Bu arada inanmazsınız ama Ceneviz koyunun sahibi sayılan (Tarla sahibi J) Şefik bey ve eşi Ayşe hanımla tanıştık. Kendileri gelenlere yemek vermiyorlar ama isterseniz Çay-Kahve yapıyorlar.  7 yıl önce buraya geldiğimizde tahta bir iskele vardı o iskelenin bir bacağına da zavallı bir karavida bağlamışlardı. (Istakoz gillerden) gelenlere taze ikram ediyorlarmış J. Ondan söz açtığımızda motor yatların bir sürü karavidalarını çaldıklarından bahsettiler.  Ayşe teyze de üzümlerini yiyen başıboş bir oğlak ile kavga ediyordu. Onların uyarısıyla tekrar çapa atarak zinciri 3m denizde 16m kalolama verdim.

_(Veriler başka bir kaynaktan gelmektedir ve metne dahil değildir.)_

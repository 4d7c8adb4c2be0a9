use chrono::Utc;
use sea_orm::*;
use tracing::info;
use uuid::Uuid;

use crate::entity::{character, character_conversation, conversation, persona, user};

/// Email of the demo user created on startup. The dev sentinel token
/// resolves to this user.
pub const DEMO_USER_EMAIL: &str = "dev@hivemind.local";

/// Seed a demo user with a default persona, a public character, and a linked
/// conversation. Idempotent: keyed on the demo user's unique email.
pub async fn seed_demo_data(db: &DatabaseConnection) -> Result<(), DbErr> {
    let existing = user::Entity::find()
        .filter(user::Column::Email.eq(DEMO_USER_EMAIL))
        .one(db)
        .await?;
    if existing.is_some() {
        return Ok(());
    }

    let now = Utc::now();
    let txn = db.begin().await?;

    let demo_user = user::ActiveModel {
        id: Set(Uuid::new_v4()),
        name: Set("Dev User".to_string()),
        email: Set(DEMO_USER_EMAIL.to_string()),
        created_at: Set(now),
        updated_at: Set(now),
        ..Default::default()
    }
    .insert(&txn)
    .await?;

    let demo_persona = persona::ActiveModel {
        id: Set(Uuid::new_v4()),
        name: Set("Kent".to_string()),
        description: Set(
            "Kent is a seasoned software engineer with a passion for building scalable \
             applications."
                .to_string(),
        ),
        is_default: Set(true),
        user_id: Set(demo_user.id),
        created_at: Set(now),
        updated_at: Set(now),
        ..Default::default()
    }
    .insert(&txn)
    .await?;

    let demo_character = character::ActiveModel {
        id: Set(Uuid::new_v4()),
        name: Set("Seraphima".to_string()),
        description: Set("A sorceress searching for the lost city of Eldoria.".to_string()),
        alternate_names: Set(serde_json::json!([])),
        tags: Set(serde_json::json!(["Fantasy", "Magic", "Adventure"])),
        public: Set(true),
        default_model: Set("llama3.2".to_string()),
        user_id: Set(demo_user.id),
        created_at: Set(now),
        updated_at: Set(now),
        ..Default::default()
    }
    .insert(&txn)
    .await?;

    let demo_conversation = conversation::ActiveModel {
        id: Set(Uuid::new_v4()),
        title: Set("Seraphima's Journey".to_string()),
        scenario: Set(
            "Seraphima embarks on a quest to find the lost city of Eldoria, facing magical \
             creatures and ancient puzzles along the way."
                .to_string(),
        ),
        tags: Set(serde_json::json!(["Fantasy", "Adventure"])),
        assistant: Set(true),
        persona_id: Set(demo_persona.id),
        created_at: Set(now),
        updated_at: Set(now),
        ..Default::default()
    }
    .insert(&txn)
    .await?;

    character_conversation::ActiveModel {
        character_id: Set(demo_character.id),
        conversation_id: Set(demo_conversation.id),
        ..Default::default()
    }
    .insert(&txn)
    .await?;

    txn.commit().await?;
    info!("Seeded demo data for {}", DEMO_USER_EMAIL);

    Ok(())
}
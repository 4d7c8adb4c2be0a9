use axum::{Json, extract::State};
use tracing::instrument;

use crate::error::AppError;
use crate::extractors::auth::RequireUser;
use crate::extractors::json::AppJson;
use crate::models::auth::{AuthCallbackRequest, MeResponse, TokenResponse, UserInfo};
use crate::repo;
use crate::state::AppState;
use crate::utils::jwt;

/// Complete the GitHub OAuth flow: exchange the authorization code, fetch
/// the profile, upsert the local account, and hand back a bearer token.
#[instrument(skip(state, payload))]
pub async fn github_callback(
    State(state): State<AppState>,
    AppJson(payload): AppJson<AuthCallbackRequest>,
) -> Result<Json<TokenResponse>, AppError> {
    if payload.code.trim().is_empty() {
        return Err(AppError::Validation(
            "Authorization code not provided".into(),
        ));
    }

    let access_token = state.github.exchange_code(&payload.code).await?;
    let profile = state.github.fetch_user(&access_token).await?;

    let user = repo::users::upsert_github_user(&state.db, &profile).await?;

    let token = jwt::sign(user.id, &state.config.auth.jwt_secret)
        .map_err(|e| AppError::Internal(format!("JWT sign error: {}", e)))?;

    Ok(Json(TokenResponse {
        token,
        user: UserInfo::from(user),
    }))
}

/// Return the current authenticated user's info.
#[instrument(skip(state, user), fields(user_id = %user.0.id))]
pub async fn me(
    State(state): State<AppState>,
    user: RequireUser,
) -> Json<MeResponse> {
    Json(MeResponse::new(
        user.0,
        state.config.auth.admin_email.as_deref(),
    ))
}

/// Log in as the well-known test user without touching the OAuth provider.
/// Only answers when dev mode is on.
#[instrument(skip(state))]
pub async fn mock_login(
    State(state): State<AppState>,
) -> Result<Json<TokenResponse>, AppError> {
    if !state.config.auth.dev_mode {
        return Err(AppError::Forbidden(
            "Mock login is only available in development".into(),
        ));
    }

    let user = repo::users::find_or_create_mock_user(&state.db).await?;

    let token = jwt::sign(user.id, &state.config.auth.jwt_secret)
        .map_err(|e| AppError::Internal(format!("JWT sign error: {}", e)))?;

    Ok(Json(TokenResponse {
        token,
        user: UserInfo::from(user),
    }))
}
use async_graphql::{Context, ID, Object, Result};
use chrono::{DateTime, Utc};
use sea_orm::DatabaseConnection;

use crate::entity::user;
use crate::graphql::db_error;
use crate::repo;

use super::{Character, Conversation, Persona};

pub struct User {
    model: user::Model,
}

impl User {
    pub fn new(model: user::Model) -> Self {
        Self { model }
    }
}

#[Object]
impl User {
    async fn id(&self) -> ID {
        ID(self.model.id.to_string())
    }

    async fn name(&self) -> &str {
        &self.model.name
    }

    async fn email(&self) -> &str {
        &self.model.email
    }

    async fn github_id(&self) -> Option<&str> {
        self.model.github_id.as_deref()
    }

    async fn avatar_url(&self) -> Option<&str> {
        self.model.avatar_url.as_deref()
    }

    async fn personas(&self, ctx: &Context<'_>) -> Result<Vec<Persona>> {
        let db = ctx.data::<DatabaseConnection>()?;
        let rows = repo::personas::list_for_user(db, self.model.id)
            .await
            .map_err(db_error)?;
        Ok(rows.into_iter().map(Persona::new).collect())
    }

    /// Characters owned by this user, public or not.
    async fn characters(&self, ctx: &Context<'_>) -> Result<Vec<Character>> {
        let db = ctx.data::<DatabaseConnection>()?;
        let rows = repo::characters::list_for_user(db, self.model.id, false)
            .await
            .map_err(db_error)?;
        Ok(rows.into_iter().map(Character::new).collect())
    }

    /// Conversations across all of this user's personas.
    async fn conversations(&self, ctx: &Context<'_>) -> Result<Vec<Conversation>> {
        let db = ctx.data::<DatabaseConnection>()?;
        let rows = repo::conversations::list_for_user(db, self.model.id)
            .await
            .map_err(db_error)?;
        Ok(rows.into_iter().map(Conversation::new).collect())
    }

    async fn created_at(&self) -> DateTime<Utc> {
        self.model.created_at
    }

    async fn updated_at(&self) -> DateTime<Utc> {
        self.model.updated_at
    }
}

   Neyse her şey yolunda. Bu tatlı tanışmadan sonra evli evine köylü köyüne biz de teknemize gittik. Şimdi güzel müzikle kahve keyfi yapıyoruz ve bunları yazıyoruz. Kıyıdan tıpır tıpır yürüme sesleri geliyor, domuzlar inmiş gene diyoruz. Onlar da gündüz insanlardan kalanlardan nasibini alıyorlar işte . Yarın Sulu ada- Finike mümkün olursa Akşam da Kekova adasına gitmeyi planlıyoruz. Görüşmek üzere bize selametle.